Jeudi 9 juin, le personnel s’est réuni pour une réunion intersyndicale. L’occasion de dresser un état des lieux du mouvement de grève. Pour l’instant, les suppressions de postes n’ont pas encore été menées à bien, mais sur le terrain, les problématiques sont plus larges. « Ne nous emballons pas », relativise Marc Clerfayts, sage-femme syndiqué qui mène la discussion. Pas de sage-femme de nuit pour les grossesses à haut risque, des horaires et des conditions de travail insoutenables pour le personnel, seuls 50% des professionnels en arrêt sont remplacés… Résultat : l’accueil des patientes est en chute libre, la qualité des soins aussi.

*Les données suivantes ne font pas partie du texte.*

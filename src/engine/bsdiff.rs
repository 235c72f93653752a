#![forbid(unsafe_code)]
use super::{ApplyFlags, BufferView, DeltaEngine, EngineFailure};
use crate::container::SIGNATURE;
use crate::utils::decode_int;
use bzip2::read::BzDecoder;
use log::trace;
use std::io::{Cursor, Error, ErrorKind, Read, Result, Seek, SeekFrom};

/// Default chunk size.
pub const CHUNK_SIZE: usize = 16384;

/// Portable engine for containers carrying a bsdiff 4.x payload.
///
/// The container is `"PA"` followed by a regular `BSDIFF40` patch. bsdiff has
/// no legacy format, so [`ApplyFlags::AllowLegacyFormat`] changes nothing.
///
/// ```
/// use deltachain::{BsdiffEngine, Patcher};
///
/// fn patch(source: &[u8], containers: &[Vec<u8>]) -> deltachain::Result<Vec<u8>> {
///     let engine = BsdiffEngine::new().chunk_size(4096);
///     let patched = Patcher::new(&engine).apply_chain(source, containers)?;
///     Ok(patched.to_vec())
/// }
/// ```
#[derive(Debug, Clone)]
pub struct BsdiffEngine {
    chunk_size: usize,
}

impl Default for BsdiffEngine {
    fn default() -> Self {
        BsdiffEngine::new()
    }
}

impl BsdiffEngine {
    pub fn new() -> Self {
        BsdiffEngine {
            chunk_size: CHUNK_SIZE,
        }
    }

    /// Set the working chunk size, (`cs > 128`, default is `CHUNK_SIZE`).
    pub fn chunk_size(mut self, mut cs: usize) -> Self {
        if cs < 128 {
            cs = 128;
        }
        self.chunk_size = cs;
        self
    }
}

impl DeltaEngine for BsdiffEngine {
    type Output = Vec<u8>;

    fn apply(
        &self,
        flags: ApplyFlags,
        source: BufferView<'_>,
        patch: BufferView<'_>,
    ) -> std::result::Result<Vec<u8>, EngineFailure> {
        if flags.allows_legacy() {
            trace!("bsdiff payloads have no legacy variant, flag ignored");
        }
        let payload = patch
            .as_bytes()
            .strip_prefix(&SIGNATURE[..])
            .ok_or_else(|| EngineFailure::Corrupt("missing container signature".to_owned()))?;
        let stream = parse(payload)?;
        let tsize = stream.tsize;

        let mut target = Vec::new();
        target
            .try_reserve_exact(tsize as usize)
            .map_err(|_| EngineFailure::Corrupt(format!("target size {} too large", tsize)))?;
        Context::new(stream, source.as_bytes(), &mut target, self.chunk_size).apply()?;

        if target.len() as u64 != tsize {
            return Err(EngineFailure::Corrupt(format!(
                "expected {} target bytes, produced {}",
                tsize,
                target.len()
            )));
        }
        Ok(target)
    }

    fn free(&self, output: Vec<u8>) {
        drop(output);
    }
}

struct PatchStream<'a> {
    tsize: u64,
    ctrls: BzDecoder<Cursor<&'a [u8]>>,
    delta: BzDecoder<Cursor<&'a [u8]>>,
    extra: BzDecoder<Cursor<&'a [u8]>>,
}

/// Parse the bsdiff 4.x stream.
fn parse(patch: &[u8]) -> Result<PatchStream> {
    if patch.len() < 32 || &patch[..8] != b"BSDIFF40" {
        return Err(Error::new(ErrorKind::InvalidData, "not a bsdiff 4.x payload"));
    }

    let csize = decode_int(&patch[8..16]);
    let dsize = decode_int(&patch[16..24]);
    let tsize = decode_int(&patch[24..32]);
    if csize < 0 || dsize < 0 || tsize < 0 {
        return Err(Error::new(ErrorKind::InvalidData, "negative header field"));
    }
    let (csize, dsize) = (csize as u64, dsize as u64);
    let end = csize.checked_add(dsize).and_then(|n| n.checked_add(32));
    if end.map_or(true, |end| end > patch.len() as u64) {
        return Err(Error::new(ErrorKind::InvalidData, "payload truncated"));
    }

    let (_, remain) = patch.split_at(32);
    let (bz_ctrls, remain) = remain.split_at(csize as usize);
    let (bz_delta, bz_extra) = remain.split_at(dsize as usize);

    Ok(PatchStream {
        tsize: tsize as u64,
        ctrls: BzDecoder::new(Cursor::new(bz_ctrls)),
        delta: BzDecoder::new(Cursor::new(bz_delta)),
        extra: BzDecoder::new(Cursor::new(bz_extra)),
    })
}

/// Single bsdiff control instruction.
#[derive(Debug)]
struct Control {
    add: u64,
    copy: u64,
    seek: i64,
}

/// Application context, writing straight into the output buffer.
struct Context<'s, 'p, 't> {
    source: Cursor<&'s [u8]>,
    target: &'t mut Vec<u8>,
    stream: PatchStream<'p>,
    buf: Vec<u8>,
    dlt: Vec<u8>,
    ctl: [u8; 24],
}

impl<'s, 'p, 't> Context<'s, 'p, 't> {
    fn new(
        stream: PatchStream<'p>,
        source: &'s [u8],
        target: &'t mut Vec<u8>,
        chunk: usize,
    ) -> Self {
        Context {
            source: Cursor::new(source),
            target,
            stream,
            buf: vec![0; chunk],
            dlt: vec![0; chunk],
            ctl: [0; 24],
        }
    }

    fn apply(mut self) -> Result<()> {
        while let Some(Control { add, copy, seek }) = self.next()? {
            self.add(add)?;
            self.copy(copy)?;
            self.source.seek(SeekFrom::Current(seek))?;
        }
        Ok(())
    }

    /// Read the next control, `None` at the end of the stream.
    fn next(&mut self) -> Result<Option<Control>> {
        if read_exact_or_eof(&mut self.stream.ctrls, &mut self.ctl[..])? == 0 {
            return Ok(None);
        }
        let add = decode_int(&self.ctl[0..]);
        let copy = decode_int(&self.ctl[8..]);
        let seek = decode_int(&self.ctl[16..]);
        if add < 0 || copy < 0 {
            return Err(Error::new(ErrorKind::InvalidData, "negative control length"));
        }
        Ok(Some(Control {
            add: add as u64,
            copy: copy as u64,
            seek,
        }))
    }

    /// Add delta bytes to source bytes.
    fn add(&mut self, mut count: u64) -> Result<()> {
        while count > 0 {
            let k = Ord::min(count, self.buf.len() as u64) as usize;
            self.reserve_target(k)?;
            self.source.read_exact(&mut self.buf[..k])?;
            self.stream.delta.read_exact(&mut self.dlt[..k])?;
            for (b, d) in self.buf[..k].iter_mut().zip(self.dlt[..k].iter()) {
                *b = b.wrapping_add(*d);
            }
            self.target.extend_from_slice(&self.buf[..k]);
            count -= k as u64;
        }
        Ok(())
    }

    /// Copy extra bytes verbatim.
    fn copy(&mut self, mut count: u64) -> Result<()> {
        while count > 0 {
            let k = Ord::min(count, self.buf.len() as u64) as usize;
            self.reserve_target(k)?;
            self.stream.extra.read_exact(&mut self.buf[..k])?;
            self.target.extend_from_slice(&self.buf[..k]);
            count -= k as u64;
        }
        Ok(())
    }

    /// Check `k` more bytes still fit the target size from the header.
    fn reserve_target(&self, k: usize) -> Result<()> {
        if self.target.len() as u64 + k as u64 > self.stream.tsize {
            return Err(Error::new(
                ErrorKind::InvalidData,
                "controls overrun the target size",
            ));
        }
        Ok(())
    }
}

// Read exact buf.len() bytes or reads an EOF, return the count of bytes read.
#[inline]
fn read_exact_or_eof<R: Read>(r: &mut R, buf: &mut [u8]) -> Result<usize> {
    let mut cnt = 0;
    while cnt < buf.len() {
        match r.read(&mut buf[cnt..]) {
            Ok(0) => break,
            Ok(n) => cnt += n,
            Err(ref e) if e.kind() == ErrorKind::Interrupted => {}
            Err(e) => return Err(e),
        }
    }
    if cnt != 0 && cnt != buf.len() {
        Err(Error::new(ErrorKind::UnexpectedEof, "truncated control block"))
    } else {
        Ok(cnt)
    }
}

« On ne peut pas accepter ça ! »

« C’est une manifestation locale, mais on a affaire à un problème à échelle nationale », note Chantal Birman, représentante de l’ordre des sages-femmes du 93. « Cette situation est schizophrénique. D’un côté, on nous demande d’améliorer la qualité des soins, de l’autre on fait en sorte que le personnel n’ait d’autre choix que d’être partout à la fois. C’est impossible ! » A Saint-Denis, le personnel de la maternité travaille avec une population en grande partie issue de l’immigration, ce qui demande une logistique toute particulière. « On a besoin de plus de temps pour le dialogue, ne serait-ce que pour être compris d’une femme qui ne parle pas français. Et on a encore moins de temps qu’ailleurs. » Les patientes en pâtissent, et les exemples ne manquent pas. « Au début de ma carrière, j’arrivais encore à faire des séances de relaxation aux patientes en grossesse à haut risque. », confie Marc Clerfayts. « Maintenant je leur donne des CD-roms ! »

Des conditions de travail insoutenables

Au quotidien, les conséquences de ce manque de temps et de moyens pèsent également lourd sur les sages-femmes. « La pause de vingt minutes toutes les six heures, on a jamais vu ça chez nous ». « C’est pas six minutes de pause toutes les vingt heures ? », plaisante une sage-femme. Cette situation est d’autant plus culpabilisante. « A la fin de la journée, on se dit toujours ‘Si j’avais eu plus de temps, j’aurais pu mieux faire’. », raconte Chantal Birman. « Sauf qu’à la maternité, on donne des soins qui marquent une vie, qui ne peuvent pas être rattrapés. On ne peut pas accepter ça ! »

Ces contradictions, qui rendent le travail du personnel de l’hôpital de Saint-Denis de plus en plus ingérable, viennent avant tout d’un souci économique. Une sage-femme nous explique : « Ce qui rapporte à l’hôpital, c’est les séjours de moins de cinq jours. Sauf que pour les grossesses à haut risque, les patientes peuvent avoir besoin de rester jusqu’à deux mois. En fait, pour l’hôpital, il faudrait qu’elles accouchent toutes prématurément ! »

La discussion s’achève sur une question de Chantal Birman, qui ne cache pas son inquiétude : « En cas d’incident grave, qui est responsable ? La sage-femme qui s’occupait d’une autre patiente, faute de personnel ? »

Si les mesures attendues n’arrivent pas, les sages-femmes se réuniront pour une manifestation régionale samedi 18 juin.